* **Work task**: Copy every line of the data that includes the string "Object".

____ Dataset entries

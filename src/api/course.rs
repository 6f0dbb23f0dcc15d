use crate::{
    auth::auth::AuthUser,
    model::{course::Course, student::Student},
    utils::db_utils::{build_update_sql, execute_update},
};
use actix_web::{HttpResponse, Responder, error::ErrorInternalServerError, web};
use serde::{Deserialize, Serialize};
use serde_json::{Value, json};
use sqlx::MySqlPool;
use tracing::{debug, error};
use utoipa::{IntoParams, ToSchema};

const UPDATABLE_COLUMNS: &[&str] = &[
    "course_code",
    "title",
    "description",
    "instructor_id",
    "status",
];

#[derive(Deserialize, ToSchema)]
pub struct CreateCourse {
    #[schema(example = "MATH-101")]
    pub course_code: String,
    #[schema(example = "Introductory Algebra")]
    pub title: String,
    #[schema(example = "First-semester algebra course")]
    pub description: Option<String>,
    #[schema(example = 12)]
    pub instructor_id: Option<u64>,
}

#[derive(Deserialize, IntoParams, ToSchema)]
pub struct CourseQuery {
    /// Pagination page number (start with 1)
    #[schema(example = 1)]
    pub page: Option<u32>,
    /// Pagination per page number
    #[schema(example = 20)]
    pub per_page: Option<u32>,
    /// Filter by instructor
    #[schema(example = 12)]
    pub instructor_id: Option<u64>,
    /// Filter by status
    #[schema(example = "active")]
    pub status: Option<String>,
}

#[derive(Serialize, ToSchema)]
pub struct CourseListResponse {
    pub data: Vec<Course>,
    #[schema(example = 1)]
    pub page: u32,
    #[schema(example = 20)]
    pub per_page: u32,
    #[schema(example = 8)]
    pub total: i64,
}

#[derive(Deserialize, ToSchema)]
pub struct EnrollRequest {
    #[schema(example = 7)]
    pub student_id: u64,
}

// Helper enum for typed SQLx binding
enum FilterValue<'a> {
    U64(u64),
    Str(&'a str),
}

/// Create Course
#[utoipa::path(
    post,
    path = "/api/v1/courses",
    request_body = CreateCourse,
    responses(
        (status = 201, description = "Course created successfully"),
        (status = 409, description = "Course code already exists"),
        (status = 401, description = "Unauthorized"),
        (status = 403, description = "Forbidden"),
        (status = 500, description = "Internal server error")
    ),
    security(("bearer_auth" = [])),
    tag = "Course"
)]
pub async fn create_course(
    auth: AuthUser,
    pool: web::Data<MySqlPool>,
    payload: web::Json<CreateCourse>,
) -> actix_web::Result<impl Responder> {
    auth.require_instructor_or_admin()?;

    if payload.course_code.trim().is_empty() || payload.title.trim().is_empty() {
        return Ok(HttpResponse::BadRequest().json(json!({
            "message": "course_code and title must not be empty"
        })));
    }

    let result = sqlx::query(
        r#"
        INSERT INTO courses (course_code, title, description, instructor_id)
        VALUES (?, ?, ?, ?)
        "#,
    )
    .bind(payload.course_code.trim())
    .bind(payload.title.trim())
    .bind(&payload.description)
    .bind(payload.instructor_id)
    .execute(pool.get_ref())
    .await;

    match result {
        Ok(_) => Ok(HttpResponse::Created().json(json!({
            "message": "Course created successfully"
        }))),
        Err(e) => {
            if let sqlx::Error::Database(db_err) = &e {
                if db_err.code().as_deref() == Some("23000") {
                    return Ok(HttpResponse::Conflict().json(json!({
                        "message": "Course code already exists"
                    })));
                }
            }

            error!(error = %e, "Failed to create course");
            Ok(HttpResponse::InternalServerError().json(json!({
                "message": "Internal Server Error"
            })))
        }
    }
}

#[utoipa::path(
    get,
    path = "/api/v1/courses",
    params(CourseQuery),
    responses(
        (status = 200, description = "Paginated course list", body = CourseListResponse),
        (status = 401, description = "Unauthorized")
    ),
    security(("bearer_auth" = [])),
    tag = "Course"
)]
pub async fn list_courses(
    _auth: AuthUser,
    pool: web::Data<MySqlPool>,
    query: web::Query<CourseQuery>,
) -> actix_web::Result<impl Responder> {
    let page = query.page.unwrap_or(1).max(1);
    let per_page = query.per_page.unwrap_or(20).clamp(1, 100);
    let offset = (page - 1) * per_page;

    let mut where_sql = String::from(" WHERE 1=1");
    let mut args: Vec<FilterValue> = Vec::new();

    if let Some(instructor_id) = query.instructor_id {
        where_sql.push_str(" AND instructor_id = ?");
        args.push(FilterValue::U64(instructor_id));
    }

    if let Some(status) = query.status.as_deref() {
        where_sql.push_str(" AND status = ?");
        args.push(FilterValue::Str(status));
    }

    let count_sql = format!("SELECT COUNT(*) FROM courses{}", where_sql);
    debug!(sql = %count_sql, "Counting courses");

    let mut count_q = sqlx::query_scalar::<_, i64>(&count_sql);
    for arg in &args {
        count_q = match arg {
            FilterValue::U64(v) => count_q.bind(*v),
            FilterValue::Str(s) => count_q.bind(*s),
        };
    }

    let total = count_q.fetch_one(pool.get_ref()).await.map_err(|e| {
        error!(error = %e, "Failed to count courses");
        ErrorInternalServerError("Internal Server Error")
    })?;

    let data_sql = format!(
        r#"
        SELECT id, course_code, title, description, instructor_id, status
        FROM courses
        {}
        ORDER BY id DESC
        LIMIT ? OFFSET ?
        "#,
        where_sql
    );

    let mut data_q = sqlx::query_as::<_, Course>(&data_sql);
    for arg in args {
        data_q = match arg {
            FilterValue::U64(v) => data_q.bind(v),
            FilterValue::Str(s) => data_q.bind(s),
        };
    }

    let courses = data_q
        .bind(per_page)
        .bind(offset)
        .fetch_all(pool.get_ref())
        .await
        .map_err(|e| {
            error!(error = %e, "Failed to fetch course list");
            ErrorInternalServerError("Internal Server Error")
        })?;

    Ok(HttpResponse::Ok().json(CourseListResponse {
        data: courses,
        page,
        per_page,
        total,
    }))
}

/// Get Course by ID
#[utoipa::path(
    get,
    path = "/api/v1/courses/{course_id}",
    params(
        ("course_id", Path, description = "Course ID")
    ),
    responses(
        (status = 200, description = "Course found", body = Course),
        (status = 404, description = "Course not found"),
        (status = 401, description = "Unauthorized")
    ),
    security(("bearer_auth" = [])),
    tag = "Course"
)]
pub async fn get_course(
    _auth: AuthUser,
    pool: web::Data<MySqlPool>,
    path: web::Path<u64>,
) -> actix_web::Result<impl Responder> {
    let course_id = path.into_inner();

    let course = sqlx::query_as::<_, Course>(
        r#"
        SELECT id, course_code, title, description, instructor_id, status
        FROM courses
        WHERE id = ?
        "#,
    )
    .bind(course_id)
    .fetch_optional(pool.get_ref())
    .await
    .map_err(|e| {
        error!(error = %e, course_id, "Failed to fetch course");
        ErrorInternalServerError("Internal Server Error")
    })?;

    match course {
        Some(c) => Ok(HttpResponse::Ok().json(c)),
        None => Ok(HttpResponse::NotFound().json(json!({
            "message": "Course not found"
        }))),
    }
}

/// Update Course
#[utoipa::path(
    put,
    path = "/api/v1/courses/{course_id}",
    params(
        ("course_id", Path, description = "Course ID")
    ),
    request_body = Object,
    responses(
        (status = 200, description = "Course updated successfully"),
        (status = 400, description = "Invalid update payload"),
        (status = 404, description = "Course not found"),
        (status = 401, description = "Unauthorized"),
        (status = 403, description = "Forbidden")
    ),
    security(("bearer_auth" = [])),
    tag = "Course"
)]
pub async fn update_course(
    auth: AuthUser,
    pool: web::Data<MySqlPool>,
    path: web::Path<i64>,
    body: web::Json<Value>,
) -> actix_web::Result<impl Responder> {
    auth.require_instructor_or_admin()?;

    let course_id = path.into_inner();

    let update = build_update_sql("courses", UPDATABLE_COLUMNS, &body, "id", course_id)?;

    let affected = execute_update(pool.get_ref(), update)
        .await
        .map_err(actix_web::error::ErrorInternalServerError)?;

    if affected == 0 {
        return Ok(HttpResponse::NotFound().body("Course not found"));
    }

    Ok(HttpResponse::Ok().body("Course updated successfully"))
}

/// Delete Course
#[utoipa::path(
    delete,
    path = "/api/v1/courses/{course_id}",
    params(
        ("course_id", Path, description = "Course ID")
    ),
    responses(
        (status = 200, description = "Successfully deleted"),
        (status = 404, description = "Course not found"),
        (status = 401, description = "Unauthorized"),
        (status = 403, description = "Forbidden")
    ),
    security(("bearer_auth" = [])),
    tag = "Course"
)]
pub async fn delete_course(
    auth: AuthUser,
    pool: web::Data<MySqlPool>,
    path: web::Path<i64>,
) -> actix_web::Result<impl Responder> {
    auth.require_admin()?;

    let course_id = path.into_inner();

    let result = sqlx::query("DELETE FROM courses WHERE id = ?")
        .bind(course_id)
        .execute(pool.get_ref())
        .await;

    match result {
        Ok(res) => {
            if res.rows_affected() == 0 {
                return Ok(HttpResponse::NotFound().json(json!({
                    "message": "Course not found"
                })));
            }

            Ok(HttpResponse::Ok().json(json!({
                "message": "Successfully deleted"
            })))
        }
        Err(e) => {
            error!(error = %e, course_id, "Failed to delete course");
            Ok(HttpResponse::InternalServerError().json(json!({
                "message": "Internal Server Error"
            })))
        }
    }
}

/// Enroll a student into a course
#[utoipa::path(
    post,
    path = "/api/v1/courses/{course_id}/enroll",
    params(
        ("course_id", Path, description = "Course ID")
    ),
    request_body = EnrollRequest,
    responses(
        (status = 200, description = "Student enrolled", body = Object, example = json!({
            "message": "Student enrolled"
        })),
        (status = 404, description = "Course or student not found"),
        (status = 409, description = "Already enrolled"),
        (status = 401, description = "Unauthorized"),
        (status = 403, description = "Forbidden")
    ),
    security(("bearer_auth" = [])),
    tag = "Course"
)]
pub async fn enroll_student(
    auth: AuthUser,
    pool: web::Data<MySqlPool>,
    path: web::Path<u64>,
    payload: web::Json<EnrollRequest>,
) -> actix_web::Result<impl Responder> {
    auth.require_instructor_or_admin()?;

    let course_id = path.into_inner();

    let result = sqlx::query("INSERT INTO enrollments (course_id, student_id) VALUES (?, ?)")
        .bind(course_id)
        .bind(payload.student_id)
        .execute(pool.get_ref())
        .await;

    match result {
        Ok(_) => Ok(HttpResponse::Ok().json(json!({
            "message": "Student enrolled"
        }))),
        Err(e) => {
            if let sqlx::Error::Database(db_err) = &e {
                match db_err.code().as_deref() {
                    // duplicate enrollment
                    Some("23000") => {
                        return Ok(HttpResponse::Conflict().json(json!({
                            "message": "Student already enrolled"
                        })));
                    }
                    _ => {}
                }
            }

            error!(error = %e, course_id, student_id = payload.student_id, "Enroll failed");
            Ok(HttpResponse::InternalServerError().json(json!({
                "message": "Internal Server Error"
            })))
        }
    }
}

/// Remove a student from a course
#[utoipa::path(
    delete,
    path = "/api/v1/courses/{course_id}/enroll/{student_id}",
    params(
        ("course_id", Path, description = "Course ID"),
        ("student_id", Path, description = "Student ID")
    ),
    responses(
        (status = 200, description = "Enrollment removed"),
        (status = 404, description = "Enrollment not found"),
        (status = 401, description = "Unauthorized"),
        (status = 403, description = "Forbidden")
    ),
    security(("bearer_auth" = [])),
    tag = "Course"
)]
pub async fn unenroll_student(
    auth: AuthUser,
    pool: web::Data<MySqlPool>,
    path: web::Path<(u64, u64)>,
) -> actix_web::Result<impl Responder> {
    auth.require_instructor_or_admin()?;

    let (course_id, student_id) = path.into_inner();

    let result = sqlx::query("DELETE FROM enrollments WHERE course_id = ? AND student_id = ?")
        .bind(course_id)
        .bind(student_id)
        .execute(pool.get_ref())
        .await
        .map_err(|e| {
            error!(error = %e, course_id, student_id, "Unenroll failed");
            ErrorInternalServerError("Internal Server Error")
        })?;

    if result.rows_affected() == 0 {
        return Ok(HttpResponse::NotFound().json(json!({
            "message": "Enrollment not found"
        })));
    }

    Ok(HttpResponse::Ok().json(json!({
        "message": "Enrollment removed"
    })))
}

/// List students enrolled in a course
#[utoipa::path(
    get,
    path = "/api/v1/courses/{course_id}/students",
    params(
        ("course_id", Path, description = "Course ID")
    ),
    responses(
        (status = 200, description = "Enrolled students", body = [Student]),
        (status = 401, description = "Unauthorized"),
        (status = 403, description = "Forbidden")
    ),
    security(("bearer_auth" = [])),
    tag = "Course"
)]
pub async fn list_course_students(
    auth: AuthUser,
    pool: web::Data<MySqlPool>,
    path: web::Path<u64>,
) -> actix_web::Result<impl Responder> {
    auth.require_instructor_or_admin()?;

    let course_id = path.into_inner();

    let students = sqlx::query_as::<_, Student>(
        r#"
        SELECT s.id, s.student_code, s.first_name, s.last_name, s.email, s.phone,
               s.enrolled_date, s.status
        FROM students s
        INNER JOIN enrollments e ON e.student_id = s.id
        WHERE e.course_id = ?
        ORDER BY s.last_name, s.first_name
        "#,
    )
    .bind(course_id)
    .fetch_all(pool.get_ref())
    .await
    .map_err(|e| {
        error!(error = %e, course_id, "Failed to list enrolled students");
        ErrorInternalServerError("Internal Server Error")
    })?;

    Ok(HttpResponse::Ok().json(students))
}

________

* **Answer for this exercise**:
    request_body = Object,
        (status = 200, description = "Student enrolled", body = Object, example = json!({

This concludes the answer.